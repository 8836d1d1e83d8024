//! Demo content: a short quest line and a small world map.
//!
//! Each system gets one instance named after the system, so command-line
//! inputs are addressed as `<system>:<input>`.

use arbor_core::{Action, CompareOp, Condition, Controller, CoreError, LogLevel, Node, NodeKind, Scope, Transition};

pub const QUEST_SYSTEM: &str = "WolfQuest";
pub const WORLD_SYSTEM: &str = "WorldSystem";

/// Gold paid out when the quest is turned in.
pub const QUEST_REWARD: i64 = 25;

/// Authors both systems into the controller's content.
pub fn build(controller: &mut Controller) -> Result<(), CoreError> {
    build_quest(controller)?;
    build_world(controller)?;
    Ok(())
}

/// Creates one instance per demo system.
pub fn spawn_instances(controller: &mut Controller) -> Result<(), CoreError> {
    for system in [QUEST_SYSTEM, WORLD_SYSTEM] {
        if controller.instance(system).is_none() {
            controller.try_create_instance(system, system)?;
        }
    }
    Ok(())
}

fn build_quest(controller: &mut Controller) -> Result<(), CoreError> {
    let content = controller.content_mut();

    let root = content.add_node(Node::new(QUEST_SYSTEM, NodeKind::Root));
    let offered = content.add_node(
        Node::new("Offered", NodeKind::Dialogue)
            .on_enter(Action::log("The elder asks for help with the wolves", LogLevel::Info)),
    );
    let hunt = content.add_node(
        Node::new(
            "WolfHunt",
            NodeKind::Quest {
                objectives: vec!["wolves".to_string(), "pelts".to_string()],
            },
        )
        .on_enter(Action::set_quest_status("WolfHunt", "active")),
    );
    let den = content.add_node(
        Node::new("Den", NodeKind::Location)
            .on_enter(Action::complete_objective("WolfHunt", "wolves"))
            .on_exit(Action::complete_objective("WolfHunt", "pelts")),
    );
    let completed = content.add_node(
        Node::basic("Completed")
            .accepting()
            .on_enter(Action::set_quest_status("WolfHunt", "complete"))
            .on_enter(Action::modify_relationship("elder", 10))
            .on_enter(Action::add_to_variable(Scope::Global, "gold", QUEST_REWARD)),
    );

    content.add_child(root, offered)?;
    content.add_child(offered, hunt)?;
    content.add_child(hunt, den)?;
    content.add_child(hunt, completed)?;

    content.add_transition(root, Transition::new("talk", offered).when(Condition::input("talk")))?;
    content.add_transition(offered, Transition::new("accept", hunt).when(Condition::input("accept")))?;
    content.add_transition(offered, Transition::new("decline", root).when(Condition::input("decline")))?;
    content.add_transition(hunt, Transition::new("hunt", den).when(Condition::input("hunt")))?;
    content.add_transition(
        hunt,
        Transition::new("report", completed)
            .when(Condition::input("report"))
            .when(Condition::objective_complete("WolfHunt", "wolves"))
            .when(Condition::objective_complete("WolfHunt", "pelts")),
    )?;
    content.add_transition(den, Transition::new("return", hunt).when(Condition::input("return")))?;

    controller.register_system(QUEST_SYSTEM, root)
}

fn build_world(controller: &mut Controller) -> Result<(), CoreError> {
    let content = controller.content_mut();

    let root = content.add_node(Node::new(WORLD_SYSTEM, NodeKind::Root));
    let vale = content.add_node(Node::new("Vale", NodeKind::Region));
    let town = content.add_node(
        Node::new("Millbrook", NodeKind::Location)
            .with_state("population", 120)
            .on_enter(Action::add_to_variable(Scope::Local, "visits", 1)),
    );
    let tower = content.add_node(Node::new("Watchtower", NodeKind::Location));
    // Reached only through a transition; identified as WorldSystem/Cave.
    let cave = content.add_node(Node::new("Cave", NodeKind::Location));

    content.add_child(root, vale)?;
    content.add_child(vale, town)?;
    content.add_child(vale, tower)?;

    content.add_transition(root, Transition::new("travel", vale).when(Condition::input("travel")))?;
    content.add_transition(vale, Transition::new("walk", town).when(Condition::input("walk")))?;
    content.add_transition(
        town,
        Transition::new("climb", tower)
            .when(Condition::input("climb"))
            .when(Condition::expression(&format!("global.gold >= {}", QUEST_REWARD))?),
    )?;
    content.add_transition(town, Transition::new("explore", cave).when(Condition::input("explore")))?;
    content.add_transition(
        cave,
        Transition::new("leave", town)
            .when(Condition::input("leave"))
            .when(Condition::variable(Scope::Local, "visits", CompareOp::Ge, 1)),
    )?;
    content.add_transition(tower, Transition::new("descend", town).when(Condition::input("descend")))?;

    controller.register_system(WORLD_SYSTEM, root)
}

* * * *

### Exercise details
Note every line of the entries in which "pelts" appears, and copy it down.

### The completed task
                objectives: vec!["wolves".to_string(), "pelts".to_string()],
            .on_exit(Action::complete_objective("WolfHunt", "pelts")),
            .when(Condition::objective_complete("WolfHunt", "pelts")),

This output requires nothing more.